Nothing wrong with having 100% equities at 29, as long as you don't panic and sell off when the market drops. I would probably suggest moving 15%-30% into foreign equities to add some diversification.
I only contribute $50/month to my HSA. Before last year my annual medical expenses were near zero so I never really bothered with it - the tax savings weren't worth bothering with the card. Then in the last few years I've had a few thousand in expenses. Blah. I should probably up this. I need another 1500 in it before I can invest it. Maybe at bonus time I will make a one-time contribution, and then start putting in more money. My wife is on my plan, too...and since we plan on having kids soon, yeah, I should get this going.

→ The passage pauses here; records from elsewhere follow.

pub mod entities;

pub use entities::{
    BatchFailure, EmbeddedFile, LmsContentDetails, LmsCourse, LmsCourseBundle, LmsFile,
    LmsItemKind, LmsModule, LmsModuleItem, LmsPage, LmsTerm, ResolvedItem, ResolvedModule,
};
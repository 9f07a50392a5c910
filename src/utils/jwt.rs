//! 会话令牌校验
//!
//! 登录流程由外部 OAuth 身份提供方完成，回调桥接服务使用共享密钥签发 HS256 会话令牌。
//! 本服务只负责校验令牌并确认邮箱属于机构域名。

use jsonwebtoken::{DecodingKey, Validation, decode};
use serde::{Deserialize, Serialize};

use crate::config::AuthConfig;
use crate::utils::validate::email_matches_domain;

// 会话令牌 Claims
#[derive(Debug, Clone, Serialize, Deserialize)]
pub struct SessionClaims {
    pub sub: String,          // 身份提供方中的用户标识
    pub email: String,        // 机构邮箱
    pub name: Option<String>, // 显示名称
    pub exp: usize,           // Expiration time (时间戳)
    pub iat: usize,           // Issued at (签发时间)
}

/// 门户内的角色
#[derive(Debug, Clone, Copy, PartialEq, Eq, Serialize, Deserialize)]
#[serde(rename_all = "lowercase")]
pub enum SessionRole {
    Member,
    Admin,
}

/// 通过校验的会话用户
#[derive(Debug, Clone, Serialize, Deserialize)]
pub struct SessionUser {
    pub id: String,
    pub email: String,
    pub name: Option<String>,
    pub role: SessionRole,
}

#[derive(Debug, Clone, PartialEq, Eq)]
pub enum SessionError {
    InvalidToken(String),
    DomainNotAllowed,
    MissingSecret,
}

impl std::fmt::Display for SessionError {
    fn fmt(&self, f: &mut std::fmt::Formatter<'_>) -> std::fmt::Result {
        match self {
            SessionError::InvalidToken(reason) => write!(f, "Invalid session token: {reason}"),
            SessionError::DomainNotAllowed => {
                write!(f, "Email domain is not allowed to access this portal")
            }
            SessionError::MissingSecret => write!(f, "Session secret is not configured"),
        }
    }
}

pub struct JwtUtils;

impl JwtUtils {
    // 校验会话令牌并解析出用户
    pub fn verify_session_token(
        token: &str,
        auth: &AuthConfig,
    ) -> Result<SessionUser, SessionError> {
        if auth.session_secret.is_empty() {
            return Err(SessionError::MissingSecret);
        }

        let decoding_key = DecodingKey::from_secret(auth.session_secret.as_ref());
        let claims = decode::<SessionClaims>(token, &decoding_key, &Validation::default())
            .map(|token_data| token_data.claims)
            .map_err(|e| SessionError::InvalidToken(e.to_string()))?;

        if !email_matches_domain(&claims.email, &auth.allowed_email_domain) {
            return Err(SessionError::DomainNotAllowed);
        }

        let is_admin = auth
            .admin_emails
            .iter()
            .any(|admin| admin.trim().eq_ignore_ascii_case(claims.email.trim()));

        Ok(SessionUser {
            id: claims.sub,
            email: claims.email,
            name: claims.name,
            role: if is_admin {
                SessionRole::Admin
            } else {
                SessionRole::Member
            },
        })
    }
}
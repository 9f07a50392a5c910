use actix_web::{HttpRequest, HttpResponse, Result as ActixResult};
use tracing::info;

use super::{SubjectService, load_custom_subject};
use crate::middlewares::RequireSession;
use crate::models::courses::requests::CreateCourseRequest;
use crate::models::{ApiResponse, ErrorCode};

pub async fn create_subject(
    service: &SubjectService,
    request: &HttpRequest,
    course_data: CreateCourseRequest,
) -> ActixResult<HttpResponse> {
    let course_data = match course_data.validate() {
        Ok(data) => data,
        Err(msg) => {
            return Ok(HttpResponse::BadRequest()
                .json(ApiResponse::error_empty(ErrorCode::ValidationFailed, msg)));
        }
    };

    let storage = service.get_storage(request);

    let course = match storage.create_course(course_data).await {
        Ok(course) => course,
        Err(e) => {
            return Ok(ApiResponse::<()>::from_error(
                &e,
                ErrorCode::CourseAlreadyExists,
                "Subject creation failed",
            ));
        }
    };

    let actor = RequireSession::extract_session_user(request)
        .map(|user| user.email)
        .unwrap_or_default();
    info!("Subject {} created by {}", course.course_code, actor);

    match load_custom_subject(&storage, course).await {
        Ok(subject) => Ok(HttpResponse::Created()
            .json(ApiResponse::success(subject, "Subject created successfully"))),
        Err(e) => Ok(ApiResponse::<()>::from_error(
            &e,
            ErrorCode::CourseCreationFailed,
            "Subject creation failed",
        )),
    }
}
//! Raw surface events to mixer intents.

use shared::domain::{Channel, ChannelValue, ColorId};
use thiserror::Error;

#[derive(Debug, Clone, Copy, PartialEq, Eq, Hash)]
pub enum Selector {
    Slider,
    Save,
    Delete,
    Cancel,
}

impl Selector {
    pub const ALL: [Selector; 4] = [
        Selector::Slider,
        Selector::Save,
        Selector::Delete,
        Selector::Cancel,
    ];

    pub fn as_str(self) -> &'static str {
        match self {
            Selector::Slider => ".slider",
            Selector::Save => ".save",
            Selector::Delete => ".delete",
            Selector::Cancel => ".cancel",
        }
    }

    pub fn parse(raw: &str) -> Option<Self> {
        Selector::ALL
            .into_iter()
            .find(|selector| selector.as_str() == raw.trim())
    }
}

/// An event as the rendering surface reports it, keyed by selector.
#[derive(Debug, Clone, PartialEq, Eq)]
pub struct UiEvent {
    pub selector: String,
    /// Which labeled slider the event came from.
    pub scope: Option<Channel>,
    pub value: Option<String>,
    /// Text of the `data-color-id` attribute.
    pub color_id: Option<String>,
}

impl UiEvent {
    pub fn new(selector: Selector) -> Self {
        Self {
            selector: selector.as_str().to_string(),
            scope: None,
            value: None,
            color_id: None,
        }
    }

    pub fn slider(channel: Channel, value: impl Into<String>) -> Self {
        Self {
            scope: Some(channel),
            value: Some(value.into()),
            ..Self::new(Selector::Slider)
        }
    }

    pub fn save() -> Self {
        Self::new(Selector::Save)
    }

    pub fn delete(color_id: impl Into<String>) -> Self {
        Self {
            color_id: Some(color_id.into()),
            ..Self::new(Selector::Delete)
        }
    }

    pub fn cancel() -> Self {
        Self::new(Selector::Cancel)
    }
}

#[derive(Debug, Clone, Copy, PartialEq, Eq)]
pub enum Intent {
    ChannelInput {
        channel: Channel,
        value: ChannelValue,
    },
    Save,
    Delete(ColorId),
    Cancel,
}

#[derive(Debug, Clone, Error, PartialEq, Eq)]
pub enum IntentError {
    #[error("no handler for selector '{0}'")]
    UnknownSelector(String),
    #[error("slider event is not scoped to a channel")]
    MissingScope,
    #[error("slider event carries no value")]
    MissingValue,
    #[error("slider value '{0}' is not an integer in 0..=255")]
    InvalidValue(String),
    #[error("delete event carries no data-color-id")]
    MissingColorId,
    #[error("data-color-id '{0}' is not a valid color id")]
    InvalidColorId(String),
}

impl Intent {
    pub fn from_ui_event(event: &UiEvent) -> Result<Self, IntentError> {
        let selector = Selector::parse(&event.selector)
            .ok_or_else(|| IntentError::UnknownSelector(event.selector.clone()))?;

        match selector {
            Selector::Slider => {
                let channel = event.scope.ok_or(IntentError::MissingScope)?;
                let raw = event.value.as_deref().ok_or(IntentError::MissingValue)?;
                let value = raw
                    .trim()
                    .parse::<ChannelValue>()
                    .map_err(|_| IntentError::InvalidValue(raw.to_string()))?;
                Ok(Intent::ChannelInput { channel, value })
            }
            Selector::Save => Ok(Intent::Save),
            Selector::Delete => {
                let raw = event
                    .color_id
                    .as_deref()
                    .ok_or(IntentError::MissingColorId)?;
                let id = raw
                    .parse::<ColorId>()
                    .map_err(|_| IntentError::InvalidColorId(raw.to_string()))?;
                Ok(Intent::Delete(id))
            }
            Selector::Cancel => Ok(Intent::Cancel),
        }
    }

    /// Delete and cancel are links; the surface must not follow them.
    pub fn suppresses_default(&self) -> Option<Selector> {
        match self {
            Intent::Delete(_) => Some(Selector::Delete),
            Intent::Cancel => Some(Selector::Cancel),
            _ => None,
        }
    }
}

#[cfg(test)]
#[path = "tests/intent_tests.rs"]
mod tests;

So if you have the ability, you should try and use your HSA as an additional retirement account. Contribute the max (this is tax-free), watch it grow (also tax-free), withdraw money during retirement (also potentially tax-free). You have to be organized to do this, keeping receipts for medical bills until you withdraw that amount from the HSA, but there is not time limit between when you incur the expense and when you deduct the money from your HSA. I got Lasik surgery a couple years ago, paid out of pocket rather than HSA, but I'll be able to deduct that cost from my HSA whenever I want to even 40 years from now.
Regarding an IRA...I looked into this last year but I get confused easily. Fidelity offers an "IRA". But apparently there is a difference between Roth IRA, IRA, Roth Basic, etc. Can someone explain that to me like I'm 5?
Traditional IRA is funded with pre-tax money, withdrawals are taxed. Roth IRA is funded with post-tax money, withdrawals are tax-free. You make too much to contribute to pre-tax IRA, so you should do a Roth IRA.